» **WORK TASK**
From the records below, copy out exactly the lines from the one containing "parse is rejected." to the one containing "impl IntoResponse for NearbyResponse", both included. Add nothing else.
□ □ □
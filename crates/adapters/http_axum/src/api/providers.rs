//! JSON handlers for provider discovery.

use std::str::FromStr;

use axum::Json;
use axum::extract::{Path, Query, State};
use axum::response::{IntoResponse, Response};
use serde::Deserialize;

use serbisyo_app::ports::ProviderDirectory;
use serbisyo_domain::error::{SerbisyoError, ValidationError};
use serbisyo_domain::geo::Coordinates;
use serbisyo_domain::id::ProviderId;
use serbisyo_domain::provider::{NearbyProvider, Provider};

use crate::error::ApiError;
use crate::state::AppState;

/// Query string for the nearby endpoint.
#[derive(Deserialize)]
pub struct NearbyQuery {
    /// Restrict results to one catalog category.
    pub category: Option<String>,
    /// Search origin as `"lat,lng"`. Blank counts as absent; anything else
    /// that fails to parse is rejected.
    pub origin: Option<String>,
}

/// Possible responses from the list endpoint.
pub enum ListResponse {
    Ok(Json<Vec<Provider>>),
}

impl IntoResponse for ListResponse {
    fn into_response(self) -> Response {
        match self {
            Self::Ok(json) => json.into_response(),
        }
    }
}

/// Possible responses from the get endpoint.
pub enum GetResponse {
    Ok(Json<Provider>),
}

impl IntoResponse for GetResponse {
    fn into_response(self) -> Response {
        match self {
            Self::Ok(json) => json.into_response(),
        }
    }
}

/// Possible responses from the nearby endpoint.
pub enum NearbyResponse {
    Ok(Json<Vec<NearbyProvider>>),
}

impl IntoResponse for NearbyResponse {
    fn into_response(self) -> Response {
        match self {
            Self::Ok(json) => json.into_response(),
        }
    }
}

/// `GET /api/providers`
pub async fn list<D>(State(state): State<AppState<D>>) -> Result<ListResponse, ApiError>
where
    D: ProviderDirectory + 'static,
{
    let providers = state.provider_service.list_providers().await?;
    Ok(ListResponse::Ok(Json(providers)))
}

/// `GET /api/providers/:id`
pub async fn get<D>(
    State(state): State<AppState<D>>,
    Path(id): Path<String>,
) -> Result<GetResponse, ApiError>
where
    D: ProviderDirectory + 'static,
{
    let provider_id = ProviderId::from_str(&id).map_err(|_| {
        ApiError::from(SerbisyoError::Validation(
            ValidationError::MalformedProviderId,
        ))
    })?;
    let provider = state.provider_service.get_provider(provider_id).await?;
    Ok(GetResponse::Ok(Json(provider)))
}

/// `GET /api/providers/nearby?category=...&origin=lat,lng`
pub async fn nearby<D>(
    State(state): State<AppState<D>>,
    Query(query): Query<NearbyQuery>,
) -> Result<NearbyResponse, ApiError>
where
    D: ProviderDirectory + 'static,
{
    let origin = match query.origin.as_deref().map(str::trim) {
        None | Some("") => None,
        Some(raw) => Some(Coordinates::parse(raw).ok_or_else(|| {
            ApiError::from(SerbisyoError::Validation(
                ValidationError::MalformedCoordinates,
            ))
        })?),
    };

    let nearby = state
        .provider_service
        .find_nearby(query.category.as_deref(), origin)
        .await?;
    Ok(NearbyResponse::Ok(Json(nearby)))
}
□ □ □
» **RESULT OF THIS EXERCISE**
    /// that fails to parse is rejected.
    pub origin: Option<String>,
}

/// Possible responses from the list endpoint.
pub enum ListResponse {
    Ok(Json<Vec<Provider>>),
}

impl IntoResponse for ListResponse {
    fn into_response(self) -> Response {
        match self {
            Self::Ok(json) => json.into_response(),
        }
    }
}

/// Possible responses from the get endpoint.
pub enum GetResponse {
    Ok(Json<Provider>),
}

impl IntoResponse for GetResponse {
    fn into_response(self) -> Response {
        match self {
            Self::Ok(json) => json.into_response(),
        }
    }
}

/// Possible responses from the nearby endpoint.
pub enum NearbyResponse {
    Ok(Json<Vec<NearbyProvider>>),
}

impl IntoResponse for NearbyResponse {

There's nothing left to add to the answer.